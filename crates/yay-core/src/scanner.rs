//! Phase 1: source validation and decomposition into scan lines.
//!
//! The scanner owns every byte-level concern so later phases can work on
//! clean per-line strings: UTF-8 decoding, the permitted code-point set,
//! BOM/tab/surrogate rejection, newline splitting, trailing-space rejection,
//! indent and `"- "` leader extraction, and top-level comment discard.

use crate::error::{ParseError, Result};

/// One logical source line after indent and leader extraction.
#[derive(Debug, Clone)]
pub(crate) struct ScanLine {
    /// Content after the indent and any list leader.
    pub text: String,
    /// Number of leading spaces.
    pub indent: usize,
    /// True when the line carried a `"- "` list leader.
    pub leader: bool,
    /// 0-based source line number.
    pub line: usize,
}

/// Validate the raw source and split it into scan lines in source order.
pub(crate) fn scan(source: &[u8]) -> Result<Vec<ScanLine>> {
    if source.starts_with(&[0xEF, 0xBB, 0xBF]) {
        return Err(ParseError::at("Illegal BOM", 0, 0));
    }
    let text = decode_source(source)?;
    validate_code_points(text)?;
    split_lines(text)
}

/// Decode the source as UTF-8, reporting the position of the first malformed
/// sequence. A CESU-8-style surrogate encoding (`ED A0..BF`) is called out
/// as such; any other malformed sequence is reported as a forbidden code
/// point naming the lead byte.
fn decode_source(source: &[u8]) -> Result<&str> {
    std::str::from_utf8(source).map_err(|err| {
        let offset = err.valid_up_to();
        let (line, col) = position_of(&source[..offset]);
        let lead = source[offset];
        if lead == 0xED && matches!(source.get(offset + 1), Some(0xA0..=0xBF)) {
            ParseError::at("Illegal surrogate", line, col)
        } else {
            ParseError::at(format!("Forbidden code point U+{:04X}", lead as u32), line, col)
        }
    })
}

/// Line/column (0-based, column in code points) at the end of a valid prefix.
fn position_of(prefix: &[u8]) -> (usize, usize) {
    let mut line = 0;
    let mut col = 0;
    for ch in String::from_utf8_lossy(prefix).chars() {
        if ch == '\n' {
            line += 1;
            col = 0;
        } else {
            col += 1;
        }
    }
    (line, col)
}

fn validate_code_points(text: &str) -> Result<()> {
    let mut line = 0;
    let mut col = 0;
    for ch in text.chars() {
        if !is_permitted(ch as u32) {
            if ch == '\t' {
                return Err(ParseError::at("Tab not allowed (use spaces)", line, col));
            }
            return Err(ParseError::at(
                format!("Forbidden code point U+{:04X}", ch as u32),
                line,
                col,
            ));
        }
        if ch == '\n' {
            line += 1;
            col = 0;
        } else {
            col += 1;
        }
    }
    Ok(())
}

/// The permitted set: newline, printable ASCII, and the non-control Unicode
/// ranges minus the noncharacters (U+FDD0..U+FDEF and every U+xxFFFE/FFFF).
fn is_permitted(cp: u32) -> bool {
    cp == 0x000A
        || (0x0020..=0x007E).contains(&cp)
        || (0x00A0..=0xD7FF).contains(&cp)
        || ((0xE000..=0xFFFD).contains(&cp) && !(0xFDD0..=0xFDEF).contains(&cp))
        || ((0x10000..=0x10FFFF).contains(&cp) && (cp & 0xFFFF) < 0xFFFE)
}

fn split_lines(text: &str) -> Result<Vec<ScanLine>> {
    let mut lines = Vec::new();

    for (line_num, raw) in text.split('\n').enumerate() {
        if raw.ends_with(' ') {
            return Err(ParseError::at(
                "Unexpected trailing space",
                line_num,
                raw.len() - 1,
            ));
        }

        let indent = raw.len() - raw.trim_start_matches(' ').len();
        let rest = &raw[indent..];

        // Top-level comments vanish entirely; indented `#` lines are kept and
        // handled as inline comments by the value phase.
        if indent == 0 && rest.starts_with('#') {
            continue;
        }

        let (leader, content) = split_leader(rest, line_num, indent)?;
        lines.push(ScanLine {
            text: content.to_owned(),
            indent,
            leader,
            line: line_num,
        });
    }

    Ok(lines)
}

/// Split a `"- "` list leader off the front of a line's content.
///
/// A bare `-` is a leader with empty content. `-` followed by a digit, `.`,
/// or the word `infinity` is a negative number, not a leader.
fn split_leader(rest: &str, line: usize, indent: usize) -> Result<(bool, &str)> {
    let bytes = rest.as_bytes();
    if bytes.len() >= 2 && bytes[0] == b'-' && bytes[1] == b' ' {
        return Ok((true, &rest[2..]));
    }
    if rest == "-" {
        return Ok((true, ""));
    }
    if bytes.len() >= 2
        && bytes[0] == b'-'
        && bytes[1] != b' '
        && bytes[1] != b'.'
        && !bytes[1].is_ascii_digit()
        && !rest.starts_with("-infinity")
    {
        return Err(ParseError::at("Expected space after \"-\"", line, indent + 1));
    }
    if bytes.first() == Some(&b'*') && (bytes.len() == 1 || bytes[1] == b' ') {
        return Err(ParseError::at("Unexpected character \"*\"", line, indent));
    }
    Ok((false, rest))
}
//! Phase 3b: value construction from the token stream.
//!
//! A lookahead cursor over the flat token array drives recursive descent.
//! There is no backtracking: the shape of a property value (inline scalar,
//! nested object, multi-line array, block scalar, concatenated strings) is
//! decided from the first significant token that follows it.
//!
//! # Key decisions
//!
//! - **Cursor struct, not free functions**: the token slice and index travel
//!   through every production, so they live in a `Builder` with `&mut self`
//!   methods.
//! - **`Text` tokens carry the line's indent as their column**: positions in
//!   diagnostics are anchored to the start of the content, which for list
//!   items understates by the two leader bytes. All column arithmetic below
//!   is relative to that anchor.
//! - **Named arrays get a minimum indent**: a property's array value stops
//!   at the first list item shallower than its first item, so a later
//!   shallower list belongs to an outer level. Free arrays have no minimum.

use crate::error::{ParseError, Result};
use crate::outline::Token;
use crate::scalar;
use crate::value::Value;

/// Build the document value from the token stream.
pub(crate) fn build(tokens: &[Token]) -> Result<Value> {
    Builder { tokens, pos: 0 }.parse_root()
}

struct Builder<'a> {
    tokens: &'a [Token],
    pos: usize,
}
====
Output the full listing above word for word.

filename crates/yay-core/src/scanner.rs
//! Phase 1: source validation and decomposition into scan lines.
//!
//! The scanner owns every byte-level concern so later phases can work on
//! clean per-line strings: UTF-8 decoding, the permitted code-point set,
//! BOM/tab/surrogate rejection, newline splitting, trailing-space rejection,
//! indent and `"- "` leader extraction, and top-level comment discard.

use crate::error::{ParseError, Result};

/// One logical source line after indent and leader extraction.
#[derive(Debug, Clone)]
pub(crate) struct ScanLine {
    /// Content after the indent and any list leader.
    pub text: String,
    /// Number of leading spaces.
    pub indent: usize,
    /// True when the line carried a `"- "` list leader.
    pub leader: bool,
    /// 0-based source line number.
    pub line: usize,
}

/// Validate the raw source and split it into scan lines in source order.
pub(crate) fn scan(source: &[u8]) -> Result<Vec<ScanLine>> {
    if source.starts_with(&[0xEF, 0xBB, 0xBF]) {
        return Err(ParseError::at("Illegal BOM", 0, 0));
    }
    let text = decode_source(source)?;
    validate_code_points(text)?;
    split_lines(text)
}

/// Decode the source as UTF-8, reporting the position of the first malformed
/// sequence. A CESU-8-style surrogate encoding (`ED A0..BF`) is called out
/// as such; any other malformed sequence is reported as a forbidden code
/// point naming the lead byte.
fn decode_source(source: &[u8]) -> Result<&str> {
    std::str::from_utf8(source).map_err(|err| {
        let offset = err.valid_up_to();
        let (line, col) = position_of(&source[..offset]);
        let lead = source[offset];
        if lead == 0xED && matches!(source.get(offset + 1), Some(0xA0..=0xBF)) {
            ParseError::at("Illegal surrogate", line, col)
        } else {
            ParseError::at(format!("Forbidden code point U+{:04X}", lead as u32), line, col)
        }
    })
}

/// Line/column (0-based, column in code points) at the end of a valid prefix.
fn position_of(prefix: &[u8]) -> (usize, usize) {
    let mut line = 0;
    let mut col = 0;
    for ch in String::from_utf8_lossy(prefix).chars() {
        if ch == '\n' {
            line += 1;
            col = 0;
        } else {
            col += 1;
        }
    }
    (line, col)
}

fn validate_code_points(text: &str) -> Result<()> {
    let mut line = 0;
    let mut col = 0;
    for ch in text.chars() {
        if !is_permitted(ch as u32) {
            if ch == '\t' {
                return Err(ParseError::at("Tab not allowed (use spaces)", line, col));
            }
            return Err(ParseError::at(
                format!("Forbidden code point U+{:04X}", ch as u32),
                line,
                col,
            ));
        }
        if ch == '\n' {
            line += 1;
            col = 0;
        } else {
            col += 1;
        }
    }
    Ok(())
}

/// The permitted set: newline, printable ASCII, and the non-control Unicode
/// ranges minus the noncharacters (U+FDD0..U+FDEF and every U+xxFFFE/FFFF).
fn is_permitted(cp: u32) -> bool {
    cp == 0x000A
        || (0x0020..=0x007E).contains(&cp)
        || (0x00A0..=0xD7FF).contains(&cp)
        || ((0xE000..=0xFFFD).contains(&cp) && !(0xFDD0..=0xFDEF).contains(&cp))
        || ((0x10000..=0x10FFFF).contains(&cp) && (cp & 0xFFFF) < 0xFFFE)
}

fn split_lines(text: &str) -> Result<Vec<ScanLine>> {
    let mut lines = Vec::new();

    for (line_num, raw) in text.split('\n').enumerate() {
        if raw.ends_with(' ') {
            return Err(ParseError::at(
                "Unexpected trailing space",
                line_num,
                raw.len() - 1,
            ));
        }

        let indent = raw.len() - raw.trim_start_matches(' ').len();
        let rest = &raw[indent..];

        // Top-level comments vanish entirely; indented `#` lines are kept and
        // handled as inline comments by the value phase.
        if indent == 0 && rest.starts_with('#') {
            continue;
        }

        let (leader, content) = split_leader(rest, line_num, indent)?;
        lines.push(ScanLine {
            text: content.to_owned(),
            indent,
            leader,
            line: line_num,
        });
    }

    Ok(lines)
}

/// Split a `"- "` list leader off the front of a line's content.
///
/// A bare `-` is a leader with empty content. `-` followed by a digit, `.`,
/// or the word `infinity` is a negative number, not a leader.
fn split_leader(rest: &str, line: usize, indent: usize) -> Result<(bool, &str)> {
    let bytes = rest.as_bytes();
    if bytes.len() >= 2 && bytes[0] == b'-' && bytes[1] == b' ' {
        return Ok((true, &rest[2..]));
    }
    if rest == "-" {
        return Ok((true, ""));
    }
    if bytes.len() >= 2
        && bytes[0] == b'-'
        && bytes[1] != b' '
        && bytes[1] != b'.'
        && !bytes[1].is_ascii_digit()
        && !rest.starts_with("-infinity")
    {
        return Err(ParseError::at("Expected space after \"-\"", line, indent + 1));
    }
    if bytes.first() == Some(&b'*') && (bytes.len() == 1 || bytes[1] == b' ') {
        return Err(ParseError::at("Unexpected character \"*\"", line, indent));
    }
    Ok((false, rest))
}
//! Phase 3b: value construction from the token stream.
//!
//! A lookahead cursor over the flat token array drives recursive descent.
//! There is no backtracking: the shape of a property value (inline scalar,
//! nested object, multi-line array, block scalar, concatenated strings) is
//! decided from the first significant token that follows it.
//!
//! # Key decisions
//!
//! - **Cursor struct, not free functions**: the token slice and index travel
//!   through every production, so they live in a `Builder` with `&mut self`
//!   methods.
//! - **`Text` tokens carry the line's indent as their column**: positions in
//!   diagnostics are anchored to the start of the content, which for list
//!   items understates by the two leader bytes. All column arithmetic below
//!   is relative to that anchor.
//! - **Named arrays get a minimum indent**: a property's array value stops
//!   at the first list item shallower than its first item, so a later
//!   shallower list belongs to an outer level. Free arrays have no minimum.

use crate::error::{ParseError, Result};
use crate::outline::Token;
use crate::scalar;
use crate::value::Value;

/// Build the document value from the token stream.
pub(crate) fn build(tokens: &[Token]) -> Result<Value> {
    Builder { tokens, pos: 0 }.parse_root()
}

struct Builder<'a> {
    tokens: &'a [Token],
    pos: usize,
}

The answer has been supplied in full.